§ Exercise brief: In the records below, the lines from the one with "of its aliases." through the last are to be printed exactly, and nothing else.

§ Data supplied:
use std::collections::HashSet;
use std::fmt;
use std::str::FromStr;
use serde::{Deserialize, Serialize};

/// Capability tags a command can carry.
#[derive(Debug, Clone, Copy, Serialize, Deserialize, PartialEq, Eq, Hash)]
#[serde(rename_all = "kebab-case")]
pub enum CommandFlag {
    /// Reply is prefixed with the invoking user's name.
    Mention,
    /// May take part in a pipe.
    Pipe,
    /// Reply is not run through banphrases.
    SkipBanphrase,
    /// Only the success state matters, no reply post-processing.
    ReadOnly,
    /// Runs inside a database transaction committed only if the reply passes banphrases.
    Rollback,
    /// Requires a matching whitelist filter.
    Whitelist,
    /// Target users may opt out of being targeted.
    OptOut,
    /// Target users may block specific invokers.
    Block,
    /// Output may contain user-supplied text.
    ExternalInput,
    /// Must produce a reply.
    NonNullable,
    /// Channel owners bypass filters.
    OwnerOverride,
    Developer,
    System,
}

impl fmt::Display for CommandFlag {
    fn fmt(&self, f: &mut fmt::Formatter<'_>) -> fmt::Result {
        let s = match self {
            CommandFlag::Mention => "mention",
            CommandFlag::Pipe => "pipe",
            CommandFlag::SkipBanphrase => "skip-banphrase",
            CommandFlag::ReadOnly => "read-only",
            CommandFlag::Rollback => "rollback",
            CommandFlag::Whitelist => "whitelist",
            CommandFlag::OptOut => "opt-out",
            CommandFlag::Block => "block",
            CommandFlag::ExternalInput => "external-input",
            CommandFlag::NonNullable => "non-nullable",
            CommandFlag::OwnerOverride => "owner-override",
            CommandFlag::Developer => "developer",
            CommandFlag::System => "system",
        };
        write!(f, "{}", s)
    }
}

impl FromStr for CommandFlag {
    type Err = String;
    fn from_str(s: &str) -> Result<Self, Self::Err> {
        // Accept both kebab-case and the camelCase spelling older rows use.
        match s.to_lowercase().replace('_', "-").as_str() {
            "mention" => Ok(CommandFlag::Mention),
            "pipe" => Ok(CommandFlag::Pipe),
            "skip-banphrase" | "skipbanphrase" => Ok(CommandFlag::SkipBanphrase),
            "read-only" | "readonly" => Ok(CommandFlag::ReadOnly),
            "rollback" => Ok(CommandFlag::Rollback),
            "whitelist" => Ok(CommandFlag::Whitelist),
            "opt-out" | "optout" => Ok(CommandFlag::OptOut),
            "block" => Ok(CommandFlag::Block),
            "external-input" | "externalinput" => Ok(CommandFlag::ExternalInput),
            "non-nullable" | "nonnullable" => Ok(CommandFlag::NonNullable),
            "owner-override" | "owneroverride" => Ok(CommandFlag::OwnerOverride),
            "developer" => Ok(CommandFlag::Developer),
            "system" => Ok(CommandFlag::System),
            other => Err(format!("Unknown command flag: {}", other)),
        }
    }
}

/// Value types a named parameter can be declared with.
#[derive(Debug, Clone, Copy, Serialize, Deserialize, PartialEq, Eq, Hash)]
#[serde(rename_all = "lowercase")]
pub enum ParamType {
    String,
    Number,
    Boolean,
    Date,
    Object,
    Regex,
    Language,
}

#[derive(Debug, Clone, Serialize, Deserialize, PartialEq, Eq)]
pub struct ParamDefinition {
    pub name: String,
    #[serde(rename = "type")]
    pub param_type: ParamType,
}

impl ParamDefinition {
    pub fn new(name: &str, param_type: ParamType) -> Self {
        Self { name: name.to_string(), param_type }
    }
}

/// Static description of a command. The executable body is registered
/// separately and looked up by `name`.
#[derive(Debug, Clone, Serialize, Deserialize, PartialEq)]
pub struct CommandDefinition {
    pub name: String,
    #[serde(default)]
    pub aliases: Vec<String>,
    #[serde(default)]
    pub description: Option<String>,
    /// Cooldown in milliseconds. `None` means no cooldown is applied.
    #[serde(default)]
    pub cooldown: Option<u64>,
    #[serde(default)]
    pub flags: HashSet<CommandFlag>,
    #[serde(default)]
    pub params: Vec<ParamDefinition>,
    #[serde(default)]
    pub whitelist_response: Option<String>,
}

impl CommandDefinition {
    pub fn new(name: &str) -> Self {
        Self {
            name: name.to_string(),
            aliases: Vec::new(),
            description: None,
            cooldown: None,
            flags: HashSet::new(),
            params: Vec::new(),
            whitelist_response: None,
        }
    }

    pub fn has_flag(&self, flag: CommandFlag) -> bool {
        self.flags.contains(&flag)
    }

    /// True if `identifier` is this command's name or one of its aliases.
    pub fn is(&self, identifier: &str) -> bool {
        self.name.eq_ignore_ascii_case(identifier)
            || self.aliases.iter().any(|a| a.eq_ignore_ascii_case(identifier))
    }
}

§ Solution:
    /// True if `identifier` is this command's name or one of its aliases.
    pub fn is(&self, identifier: &str) -> bool {
        self.name.eq_ignore_ascii_case(identifier)
            || self.aliases.iter().any(|a| a.eq_ignore_ascii_case(identifier))
    }
}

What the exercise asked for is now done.